Our puppy hates peanut utter, it might be worth trying different things in it?

Glad he is doing better with more space - ours was the other way - we've just removed his puppy pen from the side of his crate so he has more freedom and he cried through the night on the first night! He still heads over to his original smaller space and lies there, but he's just too big for it now.
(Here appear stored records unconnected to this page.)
//! The `get`, `delete` and `clear` commands.
//!
//! These open the store file directly. Do not run them while `mcpm serve`
//! is using the same file: the server keeps its own copy in memory and
//! will overwrite the file on its next write.

use anyhow::{bail, Result};

use crate::config::Config;
use crate::memory_store::MemoryStore;

pub async fn run_get(config: &Config, id: &str) -> Result<()> {
    let store = MemoryStore::open(config).await?;
    let record = match store.get(id).await {
        Some(r) => r,
        None => bail!("record not found: {}", id),
    };

    println!("--- Record ---");
    println!("id:         {}", record.id);
    println!("hash:       {}", record.content_hash);
    println!("saved:      {}", record.timestamp.to_rfc3339());
    println!("title:      {}", record.source.title);
    println!("url:        {}", record.source.url);
    if let Some(ref ua) = record.source.user_agent {
        println!("user_agent: {}", ua);
    }
    println!("tags:       {}", record.tags.join(", "));
    println!("words:      {}", record.word_count);
    println!();
    println!("--- Content ---");
    println!("{}", record.content);
    Ok(())
}

pub async fn run_delete(config: &Config, id: &str) -> Result<()> {
    let store = MemoryStore::open(config).await?;
    if !store.delete(id).await? {
        bail!("record not found: {}", id);
    }
    println!("Deleted {}", id);
    Ok(())
}

pub async fn run_clear(config: &Config) -> Result<()> {
    let store = MemoryStore::open(config).await?;
    let cleared = store.clear().await?;
    println!("Cleared {} record(s)", cleared);
    Ok(())
}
ps - we weren't proper crate trainers, he hated it so we attached a puppy pen to it so he could get out and go to the loo if he needed to (it broke my heart getting up in the morning and he had peed the bed). His crate is always left open, he just goes in there for time out when he's fed up of us (or if I'm using the carpet shampooer!).

You're right to encourage alone time - I work from home and Bob can be very clingy. If I go upstairs for a shower before starting working he howls the house down. However, when my husband and I go to bed he just plods over to his crate and goes to sleep. He's not allowed upstairs as my husband is allergic to him...a life-time of benadryl for him!
He cries for a few seconds (Bob not my husband) when we leave the house but soon settles down (I try and leave him every day for at least half an hour), plus my husband and I cross over in the mornings when I am coming back from the gym. Hubby leaves at 8 and I tend to get home at 9.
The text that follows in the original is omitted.